= Directions for this task =
The whole listing is to be repeated exactly. Add nothing.

= Source information =
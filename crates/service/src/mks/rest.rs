use std::time::Duration;

use async_trait::async_trait;
use common::metrics::record_mks_call;
use common::ApiErrorDto;
use reqwest::Method;
use tracing::{debug, warn};

use crate::account::Account;
use crate::errors::ServiceError;

use super::AccountsMks;

/// Accounts service reached over REST.
pub struct RestAccountsMks {
    client: reqwest::Client,
    base_url: String,
}

impl RestAccountsMks {
    /// Build a client whose every request gives up after `timeout`.
    pub fn new(base_url: impl Into<String>, timeout: Duration) -> Result<Self, ServiceError> {
        let client = reqwest::Client::builder()
            .timeout(timeout)
            .build()
            .map_err(|e| ServiceError::Other(format!("http client: {e}")))?;
        Ok(Self::with_client(client, base_url))
    }

    pub fn with_client(client: reqwest::Client, base_url: impl Into<String>) -> Self {
        let base_url = base_url.into().trim_end_matches('/').to_string();
        Self { client, base_url }
    }

    pub fn base_url(&self) -> &str {
        &self.base_url
    }

    /// Send one request and hand back the body of a 2xx answer; `None`
    /// when that body is empty or a JSON `null`.
    async fn exchange(
        &self,
        operation: &'static str,
        method: Method,
        path: String,
        body: Option<&[Account]>,
    ) -> Result<(String, Option<String>), ServiceError> {
        let url = format!("{}{}", self.base_url, path);
        let mut req = self.client.request(method.clone(), &url);
        if let Some(body) = body {
            req = req.json(body);
        }
        debug!(operation, %method, %url, "mks_request");

        let resp = match req.send().await {
            Ok(resp) => resp,
            Err(e) => {
                record_mks_call(operation, false);
                warn!(operation, %url, error = %e, "mks_transport_error");
                return Err(ServiceError::BadMksRequest(format!(
                    "Mks Accounts Error, url: {} {}, cause: {}",
                    method, url, e
                )));
            }
        };

        let status = resp.status();
        let text = resp.text().await.map_err(|e| {
            record_mks_call(operation, false);
            ServiceError::BadMksRequest(format!("Mks Accounts Error, url: {} {}, cause: {}", method, url, e))
        })?;

        if !status.is_success() {
            record_mks_call(operation, false);
            let (remote_type, detail) = match serde_json::from_str::<ApiErrorDto>(&text) {
                Ok(dto) => (dto.error_type(), format!("{}: {}", dto.err_type, dto.message)),
                Err(_) => (None, text),
            };
            warn!(operation, %url, status = status.as_u16(), remote_type = ?remote_type, %detail, "mks_error_response");
            return Err(ServiceError::BadMksRequest(format!(
                "Mks Accounts Error, url: {} {}, status: {}, error: {}",
                method,
                url,
                status.as_u16(),
                detail
            )));
        }

        record_mks_call(operation, true);
        let trimmed = text.trim();
        if trimmed.is_empty() || trimmed == "null" {
            return Ok((url, None));
        }
        Ok((url, Some(text)))
    }

    async fn exchange_list(
        &self,
        operation: &'static str,
        method: Method,
        path: String,
        body: Option<&[Account]>,
    ) -> Result<Vec<Account>, ServiceError> {
        let (url, text) = self.exchange(operation, method, path, body).await?;
        let text = text.ok_or_else(|| ServiceError::MksResponseNull(format!("Mks Accounts returned no accounts, url: {}", url)))?;
        serde_json::from_str(&text)
            .map_err(|e| ServiceError::MksResponseUnknown(format!("Mks Accounts response not understood, url: {}, cause: {}", url, e)))
    }
}

#[async_trait]
impl AccountsMks for RestAccountsMks {
    async fn find_accounts_by_client_id(&self, client_id: i64) -> Result<Vec<Account>, ServiceError> {
        self.exchange_list("find_accounts_by_client_id", Method::GET, format!("/accounts/ClientId/{client_id}"), None)
            .await
    }

    async fn create_accounts(&self, accounts: &[Account]) -> Result<Vec<Account>, ServiceError> {
        self.exchange_list("create_accounts", Method::POST, "/accounts/list".to_string(), Some(accounts))
            .await
    }

    async fn update_accounts_of_client(&self, client_id: i64, accounts: &[Account]) -> Result<Vec<Account>, ServiceError> {
        self.exchange_list(
            "update_accounts_of_client",
            Method::PUT,
            format!("/accounts/list/client/{client_id}"),
            Some(accounts),
        )
        .await
    }

    async fn delete_accounts_by_client_id(&self, client_id: i64) -> Result<(), ServiceError> {
        self.exchange("delete_accounts_by_client_id", Method::DELETE, format!("/accounts/clientId/{client_id}"), None)
            .await?;
        Ok(())
    }
}
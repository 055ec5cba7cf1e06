//! Pieces shared by the accounts and clients services: the error taxonomy
//! that travels between them, logging bootstrap and process metrics.

pub mod error;
pub mod metrics;
pub mod types;
pub mod utils;

pub use error::{ApiErrorDto, ErrorType};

= Answer to this problem =
filename crates/service/src/mks/rest.rs
use std::time::Duration;

use async_trait::async_trait;
use common::metrics::record_mks_call;
use common::ApiErrorDto;
use reqwest::Method;
use tracing::{debug, warn};

use crate::account::Account;
use crate::errors::ServiceError;

use super::AccountsMks;

/// Accounts service reached over REST.
pub struct RestAccountsMks {
    client: reqwest::Client,
    base_url: String,
}

impl RestAccountsMks {
    /// Build a client whose every request gives up after `timeout`.
    pub fn new(base_url: impl Into<String>, timeout: Duration) -> Result<Self, ServiceError> {
        let client = reqwest::Client::builder()
            .timeout(timeout)
            .build()
            .map_err(|e| ServiceError::Other(format!("http client: {e}")))?;
        Ok(Self::with_client(client, base_url))
    }

    pub fn with_client(client: reqwest::Client, base_url: impl Into<String>) -> Self {
        let base_url = base_url.into().trim_end_matches('/').to_string();
        Self { client, base_url }
    }

    pub fn base_url(&self) -> &str {
        &self.base_url
    }

    /// Send one request and hand back the body of a 2xx answer; `None`
    /// when that body is empty or a JSON `null`.
    async fn exchange(
        &self,
        operation: &'static str,
        method: Method,
        path: String,
        body: Option<&[Account]>,
    ) -> Result<(String, Option<String>), ServiceError> {
        let url = format!("{}{}", self.base_url, path);
        let mut req = self.client.request(method.clone(), &url);
        if let Some(body) = body {
            req = req.json(body);
        }
        debug!(operation, %method, %url, "mks_request");

        let resp = match req.send().await {
            Ok(resp) => resp,
            Err(e) => {
                record_mks_call(operation, false);
                warn!(operation, %url, error = %e, "mks_transport_error");
                return Err(ServiceError::BadMksRequest(format!(
                    "Mks Accounts Error, url: {} {}, cause: {}",
                    method, url, e
                )));
            }
        };

        let status = resp.status();
        let text = resp.text().await.map_err(|e| {
            record_mks_call(operation, false);
            ServiceError::BadMksRequest(format!("Mks Accounts Error, url: {} {}, cause: {}", method, url, e))
        })?;

        if !status.is_success() {
            record_mks_call(operation, false);
            let (remote_type, detail) = match serde_json::from_str::<ApiErrorDto>(&text) {
                Ok(dto) => (dto.error_type(), format!("{}: {}", dto.err_type, dto.message)),
                Err(_) => (None, text),
            };
            warn!(operation, %url, status = status.as_u16(), remote_type = ?remote_type, %detail, "mks_error_response");
            return Err(ServiceError::BadMksRequest(format!(
                "Mks Accounts Error, url: {} {}, status: {}, error: {}",
                method,
                url,
                status.as_u16(),
                detail
            )));
        }

        record_mks_call(operation, true);
        let trimmed = text.trim();
        if trimmed.is_empty() || trimmed == "null" {
            return Ok((url, None));
        }
        Ok((url, Some(text)))
    }

    async fn exchange_list(
        &self,
        operation: &'static str,
        method: Method,
        path: String,
        body: Option<&[Account]>,
    ) -> Result<Vec<Account>, ServiceError> {
        let (url, text) = self.exchange(operation, method, path, body).await?;
        let text = text.ok_or_else(|| ServiceError::MksResponseNull(format!("Mks Accounts returned no accounts, url: {}", url)))?;
        serde_json::from_str(&text)
            .map_err(|e| ServiceError::MksResponseUnknown(format!("Mks Accounts response not understood, url: {}, cause: {}", url, e)))
    }
}

#[async_trait]
impl AccountsMks for RestAccountsMks {
    async fn find_accounts_by_client_id(&self, client_id: i64) -> Result<Vec<Account>, ServiceError> {
        self.exchange_list("find_accounts_by_client_id", Method::GET, format!("/accounts/ClientId/{client_id}"), None)
            .await
    }

    async fn create_accounts(&self, accounts: &[Account]) -> Result<Vec<Account>, ServiceError> {
        self.exchange_list("create_accounts", Method::POST, "/accounts/list".to_string(), Some(accounts))
            .await
    }

    async fn update_accounts_of_client(&self, client_id: i64, accounts: &[Account]) -> Result<Vec<Account>, ServiceError> {
        self.exchange_list(
            "update_accounts_of_client",
            Method::PUT,
            format!("/accounts/list/client/{client_id}"),
            Some(accounts),
        )
        .await
    }

    async fn delete_accounts_by_client_id(&self, client_id: i64) -> Result<(), ServiceError> {
        self.exchange("delete_accounts_by_client_id", Method::DELETE, format!("/accounts/clientId/{client_id}"), None)
            .await?;
        Ok(())
    }
}
repository 055ec5cba7cf1e06
//! Pieces shared by the accounts and clients services: the error taxonomy
//! that travels between them, logging bootstrap and process metrics.

pub mod error;
pub mod metrics;
pub mod types;
pub mod utils;

pub use error::{ApiErrorDto, ErrorType};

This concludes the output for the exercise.